YOUR ASSIGNMENT:
Without changing a single word, output each entry.
___ EXTRACTED INFORMATION
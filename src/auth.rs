//! Credential endpoints: sign-in, registration, email verification and
//! password reset.
//!
//! Login, registration and password reset are auth-bypass endpoints: a 401
//! from them is returned to the caller as is and never triggers a refresh.

use serde::Serialize;

use crate::client::{ApiClient, RequestOptions};
use crate::error::Error;
use crate::types::{AccessToken, TokenPayload};

pub(crate) const LOGIN_PATH: &str = "/auth/login";
pub(crate) const REGISTER_PATH: &str = "/auth/register";
pub(crate) const FORGOT_PASSWORD_PATH: &str = "/auth/forgot-password";
pub(crate) const VERIFY_EMAIL_PATH: &str = "/auth/verify-email";
pub(crate) const RESEND_VERIFICATION_PATH: &str = "/auth/resend-verification";

#[derive(Serialize)]
struct Credentials<'a> {
    email: &'a str,
    password: &'a str,
}

#[derive(Serialize)]
struct EmailOnly<'a> {
    email: &'a str,
}

#[derive(Serialize)]
struct VerifyEmail<'a> {
    email: &'a str,
    code: &'a str,
}

/// New student account.
///
/// ```rust,ignore
/// let req = RegisterRequest::new("Lina", "Haddad", "lina@example.com", "s3cret!")
///     .with_phone_number("+962700000000");
/// ```
#[derive(Debug, Clone, Serialize)]
#[serde(rename_all = "camelCase")]
#[non_exhaustive]
pub struct RegisterRequest {
    pub first_name: String,
    pub last_name: String,
    pub email: String,
    pub password: String,
    #[serde(skip_serializing_if = "Option::is_none")]
    pub phone_number: Option<String>,
}

impl RegisterRequest {
    #[must_use]
    pub fn new(
        first_name: impl Into<String>,
        last_name: impl Into<String>,
        email: impl Into<String>,
        password: impl Into<String>,
    ) -> Self {
        Self {
            first_name: first_name.into(),
            last_name: last_name.into(),
            email: email.into(),
            password: password.into(),
            phone_number: None,
        }
    }

    #[must_use]
    pub fn with_phone_number(mut self, phone: impl Into<String>) -> Self {
        self.phone_number = Some(phone.into());
        self
    }
}

impl ApiClient {
    /// Exchange email and password for an access token.
    ///
    /// The server also sets the refresh cookie on this response. The token is
    /// returned, not installed; pass it to
    /// [`SessionController::login`](crate::SessionController::login).
    ///
    /// # Errors
    ///
    /// Returns [`Error::HttpStatus`] for rejected credentials, or
    /// [`Error::MissingToken`] if the response carries no token.
    pub async fn sign_in(&self, email: &str, password: &str) -> Result<AccessToken, Error> {
        let response = self
            .post(LOGIN_PATH, &Credentials { email, password }, RequestOptions::new())
            .await?;
        response
            .data::<TokenPayload>()?
            .access_token
            .ok_or(Error::MissingToken)
    }

    /// # Errors
    ///
    /// Returns [`Error::HttpStatus`] (409 when the email is taken).
    pub async fn register(&self, request: &RegisterRequest) -> Result<(), Error> {
        self.post(REGISTER_PATH, request, RequestOptions::new())
            .await
            .map(drop)
    }

    /// Ask the server to send a password-reset email.
    ///
    /// # Errors
    ///
    /// See [`ApiClient::request`].
    pub async fn forgot_password(&self, email: &str) -> Result<(), Error> {
        self.post(FORGOT_PASSWORD_PATH, &EmailOnly { email }, RequestOptions::new())
            .await
            .map(drop)
    }

    /// # Errors
    ///
    /// Returns [`Error::HttpStatus`] for a wrong or expired code.
    pub async fn verify_email(&self, email: &str, code: &str) -> Result<(), Error> {
        self.post(VERIFY_EMAIL_PATH, &VerifyEmail { email, code }, RequestOptions::new())
            .await
            .map(drop)
    }

    /// # Errors
    ///
    /// See [`ApiClient::request`].
    pub async fn resend_verification(&self, email: &str) -> Result<(), Error> {
        self.post(RESEND_VERIFICATION_PATH, &EmailOnly { email }, RequestOptions::new())
            .await
            .map(drop)
    }
}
______
SOLUTION TO THE EXERCISE:
filename src/auth.rs
//! Credential endpoints: sign-in, registration, email verification and
//! password reset.
//!
//! Login, registration and password reset are auth-bypass endpoints: a 401
//! from them is returned to the caller as is and never triggers a refresh.

use serde::Serialize;

use crate::client::{ApiClient, RequestOptions};
use crate::error::Error;
use crate::types::{AccessToken, TokenPayload};

pub(crate) const LOGIN_PATH: &str = "/auth/login";
pub(crate) const REGISTER_PATH: &str = "/auth/register";
pub(crate) const FORGOT_PASSWORD_PATH: &str = "/auth/forgot-password";
pub(crate) const VERIFY_EMAIL_PATH: &str = "/auth/verify-email";
pub(crate) const RESEND_VERIFICATION_PATH: &str = "/auth/resend-verification";

#[derive(Serialize)]
struct Credentials<'a> {
    email: &'a str,
    password: &'a str,
}

#[derive(Serialize)]
struct EmailOnly<'a> {
    email: &'a str,
}

#[derive(Serialize)]
struct VerifyEmail<'a> {
    email: &'a str,
    code: &'a str,
}

/// New student account.
///
/// ```rust,ignore
/// let req = RegisterRequest::new("Lina", "Haddad", "lina@example.com", "s3cret!")
///     .with_phone_number("+962700000000");
/// ```
#[derive(Debug, Clone, Serialize)]
#[serde(rename_all = "camelCase")]
#[non_exhaustive]
pub struct RegisterRequest {
    pub first_name: String,
    pub last_name: String,
    pub email: String,
    pub password: String,
    #[serde(skip_serializing_if = "Option::is_none")]
    pub phone_number: Option<String>,
}

impl RegisterRequest {
    #[must_use]
    pub fn new(
        first_name: impl Into<String>,
        last_name: impl Into<String>,
        email: impl Into<String>,
        password: impl Into<String>,
    ) -> Self {
        Self {
            first_name: first_name.into(),
            last_name: last_name.into(),
            email: email.into(),
            password: password.into(),
            phone_number: None,
        }
    }

    #[must_use]
    pub fn with_phone_number(mut self, phone: impl Into<String>) -> Self {
        self.phone_number = Some(phone.into());
        self
    }
}

impl ApiClient {
    /// Exchange email and password for an access token.
    ///
    /// The server also sets the refresh cookie on this response. The token is
    /// returned, not installed; pass it to
    /// [`SessionController::login`](crate::SessionController::login).
    ///
    /// # Errors
    ///
    /// Returns [`Error::HttpStatus`] for rejected credentials, or
    /// [`Error::MissingToken`] if the response carries no token.
    pub async fn sign_in(&self, email: &str, password: &str) -> Result<AccessToken, Error> {
        let response = self
            .post(LOGIN_PATH, &Credentials { email, password }, RequestOptions::new())
            .await?;
        response
            .data::<TokenPayload>()?
            .access_token
            .ok_or(Error::MissingToken)
    }

    /// # Errors
    ///
    /// Returns [`Error::HttpStatus`] (409 when the email is taken).
    pub async fn register(&self, request: &RegisterRequest) -> Result<(), Error> {
        self.post(REGISTER_PATH, request, RequestOptions::new())
            .await
            .map(drop)
    }

    /// Ask the server to send a password-reset email.
    ///
    /// # Errors
    ///
    /// See [`ApiClient::request`].
    pub async fn forgot_password(&self, email: &str) -> Result<(), Error> {
        self.post(FORGOT_PASSWORD_PATH, &EmailOnly { email }, RequestOptions::new())
            .await
            .map(drop)
    }

    /// # Errors
    ///
    /// Returns [`Error::HttpStatus`] for a wrong or expired code.
    pub async fn verify_email(&self, email: &str, code: &str) -> Result<(), Error> {
        self.post(VERIFY_EMAIL_PATH, &VerifyEmail { email, code }, RequestOptions::new())
            .await
            .map(drop)
    }

    /// # Errors
    ///
    /// See [`ApiClient::request`].
    pub async fn resend_verification(&self, email: &str) -> Result<(), Error> {
        self.post(RESEND_VERIFICATION_PATH, &EmailOnly { email }, RequestOptions::new())
            .await
            .map(drop)
    }
}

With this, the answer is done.